(Records excerpted from a collection)
Start of Block
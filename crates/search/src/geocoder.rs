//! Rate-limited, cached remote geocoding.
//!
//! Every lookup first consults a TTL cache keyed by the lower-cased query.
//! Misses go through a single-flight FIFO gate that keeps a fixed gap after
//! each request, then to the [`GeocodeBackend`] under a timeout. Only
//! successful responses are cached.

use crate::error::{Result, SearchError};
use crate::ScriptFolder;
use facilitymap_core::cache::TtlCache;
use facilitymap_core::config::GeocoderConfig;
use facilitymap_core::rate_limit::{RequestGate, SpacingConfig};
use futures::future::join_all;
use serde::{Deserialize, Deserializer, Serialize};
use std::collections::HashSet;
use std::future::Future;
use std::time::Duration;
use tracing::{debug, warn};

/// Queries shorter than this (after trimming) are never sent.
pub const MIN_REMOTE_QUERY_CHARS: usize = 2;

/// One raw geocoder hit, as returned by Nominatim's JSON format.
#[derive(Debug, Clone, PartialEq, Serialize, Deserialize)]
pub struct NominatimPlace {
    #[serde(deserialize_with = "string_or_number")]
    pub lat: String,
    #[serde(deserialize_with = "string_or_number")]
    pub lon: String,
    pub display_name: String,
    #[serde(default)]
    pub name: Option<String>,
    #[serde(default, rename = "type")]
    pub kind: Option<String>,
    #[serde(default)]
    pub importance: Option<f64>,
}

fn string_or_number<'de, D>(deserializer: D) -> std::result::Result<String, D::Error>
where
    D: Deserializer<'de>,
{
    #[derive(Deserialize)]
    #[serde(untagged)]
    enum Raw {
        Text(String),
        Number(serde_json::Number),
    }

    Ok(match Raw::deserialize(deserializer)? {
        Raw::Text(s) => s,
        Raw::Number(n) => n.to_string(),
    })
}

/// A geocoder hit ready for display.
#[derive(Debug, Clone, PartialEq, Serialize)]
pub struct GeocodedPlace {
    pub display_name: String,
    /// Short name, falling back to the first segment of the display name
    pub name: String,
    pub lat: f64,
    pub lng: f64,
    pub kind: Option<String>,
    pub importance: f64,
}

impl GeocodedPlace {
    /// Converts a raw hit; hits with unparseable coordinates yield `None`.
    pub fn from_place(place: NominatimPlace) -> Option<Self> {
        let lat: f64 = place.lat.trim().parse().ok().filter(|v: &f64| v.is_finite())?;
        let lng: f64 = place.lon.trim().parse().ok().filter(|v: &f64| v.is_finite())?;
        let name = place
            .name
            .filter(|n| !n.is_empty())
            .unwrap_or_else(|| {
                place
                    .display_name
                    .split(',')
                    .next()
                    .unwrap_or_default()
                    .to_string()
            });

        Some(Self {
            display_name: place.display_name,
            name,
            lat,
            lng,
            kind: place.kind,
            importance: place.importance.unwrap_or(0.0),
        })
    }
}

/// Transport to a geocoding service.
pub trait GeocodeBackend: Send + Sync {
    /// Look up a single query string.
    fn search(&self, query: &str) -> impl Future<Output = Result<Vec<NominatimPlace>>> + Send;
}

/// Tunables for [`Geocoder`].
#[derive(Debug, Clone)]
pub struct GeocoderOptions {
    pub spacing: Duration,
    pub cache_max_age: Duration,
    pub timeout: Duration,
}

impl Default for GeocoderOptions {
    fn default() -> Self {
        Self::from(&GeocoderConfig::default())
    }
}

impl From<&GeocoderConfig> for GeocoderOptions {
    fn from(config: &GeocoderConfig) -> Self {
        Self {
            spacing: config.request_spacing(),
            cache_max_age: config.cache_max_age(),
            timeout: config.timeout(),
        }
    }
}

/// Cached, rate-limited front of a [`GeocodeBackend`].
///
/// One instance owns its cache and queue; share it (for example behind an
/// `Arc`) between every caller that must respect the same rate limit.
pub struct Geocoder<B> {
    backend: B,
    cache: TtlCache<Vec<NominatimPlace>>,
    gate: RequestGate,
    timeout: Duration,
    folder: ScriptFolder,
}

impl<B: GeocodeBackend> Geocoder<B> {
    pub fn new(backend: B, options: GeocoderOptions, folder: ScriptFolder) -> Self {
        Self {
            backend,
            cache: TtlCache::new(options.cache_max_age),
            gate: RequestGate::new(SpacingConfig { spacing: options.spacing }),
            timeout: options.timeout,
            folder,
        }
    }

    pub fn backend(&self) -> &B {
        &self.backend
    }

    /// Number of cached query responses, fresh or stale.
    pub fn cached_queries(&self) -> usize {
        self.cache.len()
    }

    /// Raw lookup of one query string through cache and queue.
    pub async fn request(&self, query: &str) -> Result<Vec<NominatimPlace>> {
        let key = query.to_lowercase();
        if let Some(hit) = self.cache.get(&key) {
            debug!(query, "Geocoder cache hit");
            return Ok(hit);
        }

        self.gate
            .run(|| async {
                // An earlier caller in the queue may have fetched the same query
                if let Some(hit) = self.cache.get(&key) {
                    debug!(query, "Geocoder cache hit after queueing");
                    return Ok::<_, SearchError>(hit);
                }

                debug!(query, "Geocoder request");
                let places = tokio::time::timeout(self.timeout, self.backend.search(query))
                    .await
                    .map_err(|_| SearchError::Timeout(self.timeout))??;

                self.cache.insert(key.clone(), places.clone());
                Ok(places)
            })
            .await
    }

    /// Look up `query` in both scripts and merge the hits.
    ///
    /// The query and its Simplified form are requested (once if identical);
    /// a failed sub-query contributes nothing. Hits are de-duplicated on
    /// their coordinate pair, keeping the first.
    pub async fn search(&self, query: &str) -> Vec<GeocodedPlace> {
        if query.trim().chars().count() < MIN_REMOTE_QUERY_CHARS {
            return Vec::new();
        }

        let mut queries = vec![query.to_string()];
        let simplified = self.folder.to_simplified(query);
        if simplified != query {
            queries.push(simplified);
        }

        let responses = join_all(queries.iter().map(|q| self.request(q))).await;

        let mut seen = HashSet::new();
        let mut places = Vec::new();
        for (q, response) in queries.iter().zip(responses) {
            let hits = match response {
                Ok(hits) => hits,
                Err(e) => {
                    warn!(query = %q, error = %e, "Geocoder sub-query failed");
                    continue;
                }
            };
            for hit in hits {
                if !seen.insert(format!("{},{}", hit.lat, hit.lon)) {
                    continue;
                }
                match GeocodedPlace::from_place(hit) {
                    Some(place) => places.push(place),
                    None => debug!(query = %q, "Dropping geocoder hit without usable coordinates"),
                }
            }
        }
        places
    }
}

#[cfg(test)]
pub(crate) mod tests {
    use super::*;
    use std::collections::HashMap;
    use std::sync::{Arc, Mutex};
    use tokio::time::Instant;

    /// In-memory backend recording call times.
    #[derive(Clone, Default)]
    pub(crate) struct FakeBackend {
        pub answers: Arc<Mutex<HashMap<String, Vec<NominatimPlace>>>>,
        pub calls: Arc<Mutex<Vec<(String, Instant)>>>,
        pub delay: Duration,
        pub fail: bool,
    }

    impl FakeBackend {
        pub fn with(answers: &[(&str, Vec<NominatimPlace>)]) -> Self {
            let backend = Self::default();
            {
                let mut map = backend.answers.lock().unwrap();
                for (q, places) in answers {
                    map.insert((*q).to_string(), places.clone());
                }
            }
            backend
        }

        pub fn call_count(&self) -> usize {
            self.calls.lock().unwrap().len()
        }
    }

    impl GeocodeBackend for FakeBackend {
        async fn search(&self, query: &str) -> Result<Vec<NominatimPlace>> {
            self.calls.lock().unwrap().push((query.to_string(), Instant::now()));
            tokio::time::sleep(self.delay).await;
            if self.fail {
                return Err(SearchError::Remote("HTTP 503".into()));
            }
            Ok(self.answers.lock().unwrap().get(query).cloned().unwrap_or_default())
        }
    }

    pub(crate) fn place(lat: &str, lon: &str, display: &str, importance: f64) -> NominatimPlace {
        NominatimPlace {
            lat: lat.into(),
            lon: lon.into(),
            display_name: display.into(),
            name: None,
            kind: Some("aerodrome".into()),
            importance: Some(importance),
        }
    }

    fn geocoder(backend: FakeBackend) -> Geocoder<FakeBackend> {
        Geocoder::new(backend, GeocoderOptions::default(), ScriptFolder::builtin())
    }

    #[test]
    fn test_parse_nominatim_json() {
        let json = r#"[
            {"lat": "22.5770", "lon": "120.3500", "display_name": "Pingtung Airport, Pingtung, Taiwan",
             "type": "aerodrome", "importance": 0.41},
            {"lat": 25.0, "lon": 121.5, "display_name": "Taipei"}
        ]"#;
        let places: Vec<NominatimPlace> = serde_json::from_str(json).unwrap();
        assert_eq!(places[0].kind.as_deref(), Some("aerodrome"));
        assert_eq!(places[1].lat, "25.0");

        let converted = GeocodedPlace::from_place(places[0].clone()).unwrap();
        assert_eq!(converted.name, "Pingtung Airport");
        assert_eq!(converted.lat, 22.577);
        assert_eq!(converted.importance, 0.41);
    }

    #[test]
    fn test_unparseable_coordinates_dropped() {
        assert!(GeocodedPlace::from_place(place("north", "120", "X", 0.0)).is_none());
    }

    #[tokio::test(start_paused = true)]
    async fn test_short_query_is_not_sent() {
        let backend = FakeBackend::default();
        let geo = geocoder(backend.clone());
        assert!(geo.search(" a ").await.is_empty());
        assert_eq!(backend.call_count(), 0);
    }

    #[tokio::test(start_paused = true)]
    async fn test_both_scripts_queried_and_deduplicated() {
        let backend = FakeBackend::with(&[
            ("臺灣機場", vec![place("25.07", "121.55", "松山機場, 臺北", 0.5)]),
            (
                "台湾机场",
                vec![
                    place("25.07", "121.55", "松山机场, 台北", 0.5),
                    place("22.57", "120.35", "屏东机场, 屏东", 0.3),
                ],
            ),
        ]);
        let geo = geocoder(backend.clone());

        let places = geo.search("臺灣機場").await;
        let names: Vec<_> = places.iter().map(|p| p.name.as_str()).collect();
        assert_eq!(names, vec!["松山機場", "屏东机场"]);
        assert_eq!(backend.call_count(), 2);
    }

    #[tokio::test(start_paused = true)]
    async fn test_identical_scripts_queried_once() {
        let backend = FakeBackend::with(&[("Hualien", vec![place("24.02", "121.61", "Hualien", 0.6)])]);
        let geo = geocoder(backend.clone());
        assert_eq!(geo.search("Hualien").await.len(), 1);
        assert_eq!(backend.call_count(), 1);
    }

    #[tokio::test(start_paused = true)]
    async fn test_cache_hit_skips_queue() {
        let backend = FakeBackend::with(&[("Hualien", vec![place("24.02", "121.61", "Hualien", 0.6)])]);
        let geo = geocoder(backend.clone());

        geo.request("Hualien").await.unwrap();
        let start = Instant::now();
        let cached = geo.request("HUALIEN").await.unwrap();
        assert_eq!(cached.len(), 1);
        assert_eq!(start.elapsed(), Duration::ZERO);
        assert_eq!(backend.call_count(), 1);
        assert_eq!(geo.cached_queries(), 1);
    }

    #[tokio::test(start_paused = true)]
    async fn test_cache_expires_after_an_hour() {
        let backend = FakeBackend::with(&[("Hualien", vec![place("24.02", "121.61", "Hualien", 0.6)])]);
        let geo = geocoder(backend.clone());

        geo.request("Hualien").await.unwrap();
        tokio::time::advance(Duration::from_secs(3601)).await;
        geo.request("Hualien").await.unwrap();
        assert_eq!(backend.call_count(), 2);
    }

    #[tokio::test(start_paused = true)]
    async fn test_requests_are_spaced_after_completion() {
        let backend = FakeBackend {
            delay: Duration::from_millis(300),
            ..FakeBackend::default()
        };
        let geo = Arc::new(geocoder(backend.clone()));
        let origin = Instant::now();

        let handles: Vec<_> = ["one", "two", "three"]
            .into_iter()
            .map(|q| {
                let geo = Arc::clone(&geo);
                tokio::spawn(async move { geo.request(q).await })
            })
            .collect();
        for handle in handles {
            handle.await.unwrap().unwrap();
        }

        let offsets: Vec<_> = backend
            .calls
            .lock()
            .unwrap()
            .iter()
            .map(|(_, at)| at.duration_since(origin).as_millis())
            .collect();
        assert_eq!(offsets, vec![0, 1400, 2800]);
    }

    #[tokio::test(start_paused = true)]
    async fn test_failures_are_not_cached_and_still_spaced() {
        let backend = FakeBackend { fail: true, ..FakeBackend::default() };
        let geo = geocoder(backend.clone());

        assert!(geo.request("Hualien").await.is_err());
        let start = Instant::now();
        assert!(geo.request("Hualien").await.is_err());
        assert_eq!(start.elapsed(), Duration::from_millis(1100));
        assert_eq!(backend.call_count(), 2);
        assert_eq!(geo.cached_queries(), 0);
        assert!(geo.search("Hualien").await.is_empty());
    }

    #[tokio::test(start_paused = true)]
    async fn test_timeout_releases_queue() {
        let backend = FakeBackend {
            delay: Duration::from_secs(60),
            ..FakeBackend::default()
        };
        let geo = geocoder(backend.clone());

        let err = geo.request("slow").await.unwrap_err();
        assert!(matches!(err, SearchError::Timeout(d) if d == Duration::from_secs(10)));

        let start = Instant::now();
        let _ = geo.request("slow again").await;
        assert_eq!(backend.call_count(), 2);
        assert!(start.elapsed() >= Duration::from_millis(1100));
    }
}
End of Block
## TASK DETAILS
In the entries above, find the line holding "assert_eq!(start.elapsed(), Duration::ZERO);" and the line holding "let geo = Arc::clone(&geo);"; print both of them and every line between, exactly, and nothing else.

## COMPLETED EXERCISE
        assert_eq!(start.elapsed(), Duration::ZERO);
        assert_eq!(backend.call_count(), 1);
        assert_eq!(geo.cached_queries(), 1);
    }

    #[tokio::test(start_paused = true)]
    async fn test_cache_expires_after_an_hour() {
        let backend = FakeBackend::with(&[("Hualien", vec![place("24.02", "121.61", "Hualien", 0.6)])]);
        let geo = geocoder(backend.clone());

        geo.request("Hualien").await.unwrap();
        tokio::time::advance(Duration::from_secs(3601)).await;
        geo.request("Hualien").await.unwrap();
        assert_eq!(backend.call_count(), 2);
    }

    #[tokio::test(start_paused = true)]
    async fn test_requests_are_spaced_after_completion() {
        let backend = FakeBackend {
            delay: Duration::from_millis(300),
            ..FakeBackend::default()
        };
        let geo = Arc::new(geocoder(backend.clone()));
        let origin = Instant::now();

        let handles: Vec<_> = ["one", "two", "three"]
            .into_iter()
            .map(|q| {
                let geo = Arc::clone(&geo);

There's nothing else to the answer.